Trump's Last 96 Hours Include Stealing Neo-Nazi Tweets and More Anti-Muslim Rhetoric

Impact

It's been a bruising 96 hours on the Republican presidential campaign trail. As voters start paying more attention to the GOP's shrinking roster of candidates, the party has found itself mired in new controversies and upheaval.

As it has many times in the past, the latest imbroglio involved front-runner Donald Trump. Since Thursday, the real estate magnate, who has spent months atop state and national polls, has promulgated neo-Nazi propaganda, called for national Muslim-tracking databases, claimed he saw New Jersey Muslims celebrating 9/11, suggested that a protester at his event deserved to be beaten and vowed to bring back waterboarding. 

It was a mouthful for any candidate — unless of course the mouth is that of Trump.

False, racially charged "statistics"

On Sunday, Trump posted a tweet about police violence that has been widely condemned as inaccurate.

Aside from the fact that 2015 statistics are not available since the year is ongoing, the numbers in the tweet appear to be grossly out of sync with the FBI's most recent crime reporting from 2014, according to the Daily Beast, which also points out that the sourced "Crime Statistics Bureau – San Francisco" is not, in fact, a thing. For example, while Trump claims 81% of whites killed are by blacks, the real percentage is 14%. Meanwhile, the percentage of "whites killed by whites" is actually 82.3% — far higher than the 16% number given.

In addition to being false, the numbers were first posted to Twitter by a neo-Nazi account, according to Little Green Footballs. It wouldn't be the first time Trump has posted Nazi content

Twitter (screenshot)

Muslim databases 

Arguably Trump's greatest furor to date was caused by remarks made during an interview with Yahoo PoliticsTrump told reporter Hunter Walker that in the wake of the terrorist attacks in Paris, the United States would have to implement "unthinkable" responses to ensure such an attack did not occur on U.S. soil. 

"We're going to have to do things that we never did before," Trump said. "And some people are going to be upset about it, but I think that now everybody is feeling that security is going to rule. And certain things will be done that we never thought would happen in this country in terms of information and learning about the enemy." 

When asked if that included Muslim-tracking databases, Trump said, "We're going to have to — we're going to have to look at a lot of things very closely." Furthermore, NBC reporter Vaughn Hillyard asked Trump at an Iowa campaign stop Thursday how such databases would be different than Nazi registries of Jews in the 1930s, to which Trump said "you tell me," before moving on.

New Jersey's 9/11-loving Muslims

In an attempt to justify his call for a Muslim database, Trump told a crowd Saturday in Birmingham, Alabama, he had witnessed New Jersey residents cheering from across the river as the World Trade Centers came down on 9/11. Speaking to ABC News' George Stephanopoulos, Trump doubled-down on the assertion. "There were people that were cheering on the other side of New Jersey where you have large Arab populations," he told Stephanopoulos. "They were cheering as the World Trade Center came down. I know it might be not politically correct for you to talk about it, but there were people cheering as that building came down — as those buildings came down, and that tells you something. It was well covered at the time."

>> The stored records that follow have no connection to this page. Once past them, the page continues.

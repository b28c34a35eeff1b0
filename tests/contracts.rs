//! Contract Integration Tests
//!
//! Every fallback document must satisfy its own contract schema, whatever
//! the caller supplied as facts.

use std::sync::Arc;

use proptest::prelude::*;
use regdraft::core::{contract_for, fallback, SchemaValidator, CONTRACTS, PLACEHOLDER};
use regdraft::domain::JobKind;
use serde_json::{json, Value};

fn assert_fallback_valid(facts: &Value) {
    let validator = SchemaValidator::new();
    for kind in JobKind::ALL {
        let doc = fallback(kind, facts);
        let outcome = validator.validate(&doc, kind);
        assert!(
            outcome.valid,
            "fallback for {} invalid with facts {}: {}",
            kind, facts, outcome.errors
        );
    }
}

#[test]
fn test_fallback_valid_with_no_facts() {
    assert_fallback_valid(&Value::Null);
    assert_fallback_valid(&json!({}));
}

#[test]
fn test_fallback_valid_with_minimal_facts() {
    assert_fallback_valid(&json!({"title": "Parser overflow"}));
    assert_fallback_valid(&json!({"questions": ["Do you encrypt backups?"]}));
}

#[test]
fn test_fallback_valid_with_full_facts() {
    let facts = json!({
        "title": "Heap overflow in YAML parser",
        "summary": "A crafted document overflows a heap buffer.",
        "severity": "critical",
        "product": "Acme Gateway",
        "affected_versions": ["1.0.0", "1.0.1"],
        "impact": "Remote code execution.",
        "root_cause": "Missing bounds check.",
        "mitigations": ["Upgrade to 1.0.2", "Disable YAML import"],
        "timeline": [
            {"date": "2024-05-01", "event": "Report received from admin@corp.com"},
            {"date": "2024-05-03", "event": "Fix released"}
        ],
        "cve_ids": ["CVE-2024-12345"],
        "questions": [
            {"id": "AC-1", "text": "Do you enforce MFA for administrators?"},
            {"id": "IR-4", "question": "Do you notify customers of incidents?"}
        ]
    });
    assert_fallback_valid(&facts);
}

#[test]
fn test_fallback_valid_with_odd_facts() {
    let cases = [
        json!("just a string"),
        json!([1, 2, 3]),
        json!(42),
        json!({"severity": 5, "affected_versions": "2.0", "mitigations": "Restart"}),
        json!({"summary": "   ", "impact": "", "affected_versions": [null, {}, ""]}),
        json!({"timeline": [{"date": "2024"}, "not an object", {"event": "no date"}]}),
        json!({"cve_ids": ["cve-2024-0001", "CVE-24-1", 7]}),
        json!({"title": "x".repeat(5000), "summary": "é".repeat(3000)}),
        json!({"releases": [{"version": "3.1"}, "3.2", {"tag": "v4"}]}),
        json!({"questions": [null, {}, {"id": ""}, {"id": 17, "text": "Numeric id?"}, 99]}),
        json!({"questions": (0..300).map(|i| json!({"id": format!("Q-{}", i)})).collect::<Vec<_>>()}),
    ];

    for facts in &cases {
        assert_fallback_valid(facts);
    }
}

#[test]
fn test_fallback_placeholders_present() {
    let doc: Value = serde_json::from_str(&fallback(JobKind::IncidentDraft, &json!({}))).unwrap();
    assert_eq!(doc["summary"], PLACEHOLDER);
    assert_eq!(doc["impact"], PLACEHOLDER);
}

#[test]
fn test_every_contract_schema_compiles() {
    let validator = SchemaValidator::new();
    for contract in CONTRACTS {
        let outcome = validator.validate("{}", contract.kind);
        // "{}" misses required fields, so it must be rejected by a working schema
        assert!(!outcome.valid);
        assert!(!outcome.errors.starts_with("Schema for"));
    }
    assert_eq!(validator.cached_schemas(), CONTRACTS.len());
}

#[test]
fn test_system_prompts_carry_no_placeholder_braces() {
    for kind in JobKind::ALL {
        let contract = contract_for(kind);
        assert!(!contract.system_prompt.contains("{tenant"));
        assert!(!contract.system_prompt.is_empty());
    }
}

#[tokio::test(flavor = "multi_thread", worker_threads = 4)]
async fn test_shared_validator_across_tasks() {
    let validator = Arc::new(SchemaValidator::new());

    let mut handles = Vec::new();
    for i in 0..16 {
        let validator = validator.clone();
        handles.push(tokio::spawn(async move {
            let facts = json!({"title": format!("Incident {}", i)});
            let doc = fallback(JobKind::IncidentDraft, &facts);
            validator.validate(&doc, JobKind::IncidentDraft)
        }));
    }

    for handle in handles {
        let outcome = handle.await.unwrap();
        assert!(outcome.valid, "{}", outcome.errors);
    }
    assert_eq!(validator.cached_schemas(), 1);
}

/// Arbitrary JSON values, a few levels deep
fn json_value() -> impl Strategy<Value = Value> {
    let leaf = prop_oneof![
        Just(Value::Null),
        any::<bool>().prop_map(Value::Bool),
        any::<i64>().prop_map(|n| json!(n)),
        "\\PC{0,80}".prop_map(Value::String),
    ];

    leaf.prop_recursive(3, 32, 6, |inner| {
        prop_oneof![
            prop::collection::vec(inner.clone(), 0..6).prop_map(Value::Array),
            prop::collection::hash_map("[a-z_]{1,12}", inner, 0..6)
                .prop_map(|m| Value::Object(m.into_iter().collect())),
        ]
    })
}

/// Facts objects whose keys are the ones the templates read
fn facts() -> impl Strategy<Value = Value> {
    let keys = prop::sample::select(vec![
        "title",
        "summary",
        "description",
        "severity",
        "affected_versions",
        "releases",
        "impact",
        "root_cause",
        "mitigations",
        "timeline",
        "cve_ids",
        "product",
        "questions",
    ]);

    prop::collection::vec((keys, json_value()), 0..10).prop_map(|pairs| {
        Value::Object(
            pairs
                .into_iter()
                .map(|(k, v)| (k.to_string(), v))
                .collect(),
        )
    })
}

proptest! {
    #![proptest_config(ProptestConfig::with_cases(64))]

    #[test]
    fn prop_fallback_always_validates(facts in facts()) {
        let validator = SchemaValidator::new();
        for kind in JobKind::ALL {
            let outcome = validator.validate(&fallback(kind, &facts), kind);
            prop_assert!(outcome.valid, "{} invalid: {}", kind, outcome.errors);
        }
    }
}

PolitiFact, the Tampa Bay Times' Pulitzer Prize-winning fact checking project, rated the claim "pants on fire" — reserved for the most egregious falsehoods — saying Trump's story "defies basic logic."    

Black Lives Matter

Eric Schultz/AP

After infiltrating the same Trump rally Saturday in Birmingham and interrupting him onstage, Black Lives Matter activist Mercutio Southall Jr. walked into a hornet's nest. Almost immediately, Southall was attacked by the crowds. CNN video appeared to show numerous people kicking Southhall while a Washington Post reporter heard a woman shout, "don't choke him." 

Throughout the ordeal, Trump was unflappable. "Get em' out of here," he said from the lectern to applause. Speaking to Fox News Sunday, Trump defended the behavior of his supporters. "Maybe he should have been roughed up because it was absolutely disgusting what he was doing," he said. "This was a very obnoxious guy, who was a troublemaker, was looking to make trouble." 

Waterboarding

Manuel Balce Ceneta/AP

The Bush era's "enhanced interrogation technique" that has widely been denounced as torture, would "absolutely" return in a Trump administration, Trump told ABC. "I think waterboarding is peanuts compared to what they do to us," said Trump. "What they're doing to us, what they did to James Foley when they chopped off his head, that's a whole different level, and I would absolutely bring back interrogation and strong interrogation." During his own successful campaign for the Republican nomination in 2007, Arizona Sen. John McCain reminded supporters that the United States had executed Japanese war criminals after World War II for crimes that included waterboarding, a claim that PolitiFact rated as true.

As usual, Trump has left Republican voters with plenty to chew on, as the candidates gear up for their next debate on Dec. 15.